What you have to do: Every line in the data below that includes "stage" belongs in the answer, copied as it stands.

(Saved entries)
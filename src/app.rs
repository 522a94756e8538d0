use std::any::Any;
use std::fmt;
use std::panic::{self, AssertUnwindSafe};
use std::sync::Arc;

use anyhow::{Context, Result};
use log::{error, info, warn};
use pollster::block_on;
use winit::application::ApplicationHandler;
use winit::dpi::LogicalSize;
use winit::event::{ElementState, KeyEvent, WindowEvent};
use winit::event_loop::{ActiveEventLoop, ControlFlow, EventLoop};
use winit::keyboard::{KeyCode, PhysicalKey};
use winit::window::{Window, WindowId};

use crate::config::RendererConfig;
use crate::frame::{Clock, FrameScheduler, SessionToken, SystemClock};
use crate::geometry::PackedGeometry;
use crate::render::Renderer;
use crate::settings::{
    rotation_controls, InteractiveSettings, SettingValue, SettingsError, SettingsQueue,
    ROTATION_AXIS_FIELD, ROTATION_DEGREE_FIELD,
};
use crate::uniforms::{RotationAxis, RotationSettings};

const DEGREE_STEP: f32 = 5.0;

/// Window or event loop could not be created; callers may fall back to headless mode.
#[derive(Debug)]
pub struct WindowInitError {
    message: String,
}

impl WindowInitError {
    fn from_panic(stage: &str, panic: Box<dyn Any + Send>) -> Self {
        Self {
            message: format!("failed to initialize {stage}: {}", panic_message(panic)),
        }
    }

    fn from_error(stage: &str, err: impl fmt::Display) -> Self {
        Self {
            message: format!("failed to initialize {stage}: {err}"),
        }
    }
}

impl fmt::Display for WindowInitError {
    fn fmt(&self, f: &mut fmt::Formatter<'_>) -> fmt::Result {
        f.write_str(&self.message)
    }
}

impl std::error::Error for WindowInitError {}

fn panic_message(panic: Box<dyn Any + Send>) -> String {
    match panic.downcast::<String>() {
        Ok(msg) => *msg,
        Err(panic) => match panic.downcast::<&'static str>() {
            Ok(msg) => (*msg).to_string(),
            Err(_) => "unknown panic".into(),
        },
    }
}

/// Opens a window and renders `geometry` until the window is closed.
pub fn run(geometry: PackedGeometry, config: RendererConfig) -> Result<()> {
    let default_hook = panic::take_hook();
    panic::set_hook(Box::new(|_| {}));
    let event_loop = panic::catch_unwind(AssertUnwindSafe(EventLoop::new));
    panic::set_hook(default_hook);
    let event_loop = event_loop
        .map_err(|panic| WindowInitError::from_panic("event loop", panic))?
        .map_err(|err| WindowInitError::from_error("event loop", err))?;
    event_loop.set_control_flow(ControlFlow::Wait);

    let mut app = ViewerApp::new(geometry, config).context("failed to build rotation controls")?;
    event_loop
        .run_app(&mut app)
        .context("event loop terminated with error")?;

    match app.error.take() {
        Some(err) => Err(err),
        None => Ok(()),
    }
}

struct ViewerApp {
    geometry: PackedGeometry,
    config: RendererConfig,
    session: SessionToken,
    queue: SettingsQueue,
    controls: InteractiveSettings,
    active: Option<ActiveWindow>,
    error: Option<anyhow::Error>,
}

struct ActiveWindow {
    window: Arc<Window>,
    scheduler: FrameScheduler<Renderer>,
}

impl ViewerApp {
    fn new(geometry: PackedGeometry, config: RendererConfig) -> Result<Self, SettingsError> {
        let queue = SettingsQueue::new();
        let controls = rotation_controls(RotationSettings::default(), &queue)?;
        Ok(Self {
            geometry,
            config,
            session: SessionToken::new(),
            queue,
            controls,
            active: None,
            error: None,
        })
    }

    fn open_window(&mut self, event_loop: &ActiveEventLoop) -> Result<ActiveWindow> {
        let attributes = Window::default_attributes()
            .with_title("Shadow Viewer")
            .with_inner_size(LogicalSize::new(1280.0, 720.0));
        let window = Arc::new(
            event_loop
                .create_window(attributes)
                .map_err(|err| WindowInitError::from_error("window", err))?,
        );

        let size = window.inner_size();
        let renderer = block_on(Renderer::new(
            Arc::clone(&window),
            size.width.max(1),
            size.height.max(1),
            &self.geometry,
            &self.config,
        ))?;
        let aspect = renderer.aspect();
        let draw = renderer.draw_range();

        let mut scheduler = FrameScheduler::new(
            renderer,
            &self.config,
            aspect,
            draw,
            self.session.clone(),
            self.queue.clone(),
        )?;
        scheduler.start();
        Ok(ActiveWindow { window, scheduler })
    }

    fn fail(&mut self, event_loop: &ActiveEventLoop, err: anyhow::Error) {
        error!("{err:#}");
        self.error = Some(err);
        self.shutdown(event_loop);
    }

    fn shutdown(&mut self, event_loop: &ActiveEventLoop) {
        self.session.cancel();
        if let Some(active) = self.active.take() {
            info!(
                "released GPU resources after {} frames",
                active.scheduler.frames_rendered()
            );
        }
        event_loop.exit();
    }

    fn handle_key(&mut self, event_loop: &ActiveEventLoop, event: &KeyEvent) {
        if event.state != ElementState::Pressed {
            return;
        }
        let PhysicalKey::Code(code) = event.physical_key else {
            return;
        };
        let result = match code {
            KeyCode::Escape => {
                self.shutdown(event_loop);
                return;
            }
            KeyCode::KeyX => self.select_axis(RotationAxis::X),
            KeyCode::KeyY => self.select_axis(RotationAxis::Y),
            KeyCode::KeyZ => self.select_axis(RotationAxis::Z),
            KeyCode::ArrowUp => self.step_degree(DEGREE_STEP),
            KeyCode::ArrowDown => self.step_degree(-DEGREE_STEP),
            _ => return,
        };
        if let Err(err) = result {
            warn!("ignoring settings change: {err}");
        }
    }

    fn select_axis(&mut self, axis: RotationAxis) -> Result<(), SettingsError> {
        self.controls.set_choice(ROTATION_AXIS_FIELD, axis.name())
    }

    fn step_degree(&mut self, step: f32) -> Result<(), SettingsError> {
        let current = match self.controls.value(ROTATION_DEGREE_FIELD) {
            Some(SettingValue::Number(degree)) => *degree,
            _ => 0.0,
        };
        self.controls
            .set_number(ROTATION_DEGREE_FIELD, current + step)
            .map(|_| ())
    }

    fn redraw(&mut self, event_loop: &ActiveEventLoop) {
        let Some(active) = self.active.as_mut() else {
            return;
        };
        match active.scheduler.frame(SystemClock.now_ms()) {
            Ok(outcome) if outcome.wants_next_frame() => active.window.request_redraw(),
            Ok(_) => self.shutdown(event_loop),
            Err(err) => self.fail(event_loop, err.into()),
        }
    }
}

impl ApplicationHandler for ViewerApp {
    fn resumed(&mut self, event_loop: &ActiveEventLoop) {
        if self.active.is_some() {
            return;
        }
        match self.open_window(event_loop) {
            Ok(active) => {
                if !self.session.is_active() {
                    self.shutdown(event_loop);
                    return;
                }
                active.window.request_redraw();
                self.active = Some(active);
            }
            Err(err) => self.fail(event_loop, err),
        }
    }

    fn window_event(
        &mut self,
        event_loop: &ActiveEventLoop,
        window_id: WindowId,
        event: WindowEvent,
    ) {
        let Some(active) = self.active.as_mut() else {
            return;
        };
        if active.window.id() != window_id {
            return;
        }
        match event {
            WindowEvent::CloseRequested => self.shutdown(event_loop),
            WindowEvent::Resized(size) => {
                let renderer = active.scheduler.backend_mut();
                renderer.resize(size.width, size.height);
                let aspect = renderer.aspect();
                active.scheduler.set_aspect(aspect);
            }
            WindowEvent::KeyboardInput { event, .. } if !event.repeat => {
                self.handle_key(event_loop, &event)
            }
            WindowEvent::RedrawRequested => self.redraw(event_loop),
            _ => {}
        }
    }
}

Response below:
    fn from_panic(stage: &str, panic: Box<dyn Any + Send>) -> Self {
            message: format!("failed to initialize {stage}: {}", panic_message(panic)),
    fn from_error(stage: &str, err: impl fmt::Display) -> Self {
            message: format!("failed to initialize {stage}: {err}"),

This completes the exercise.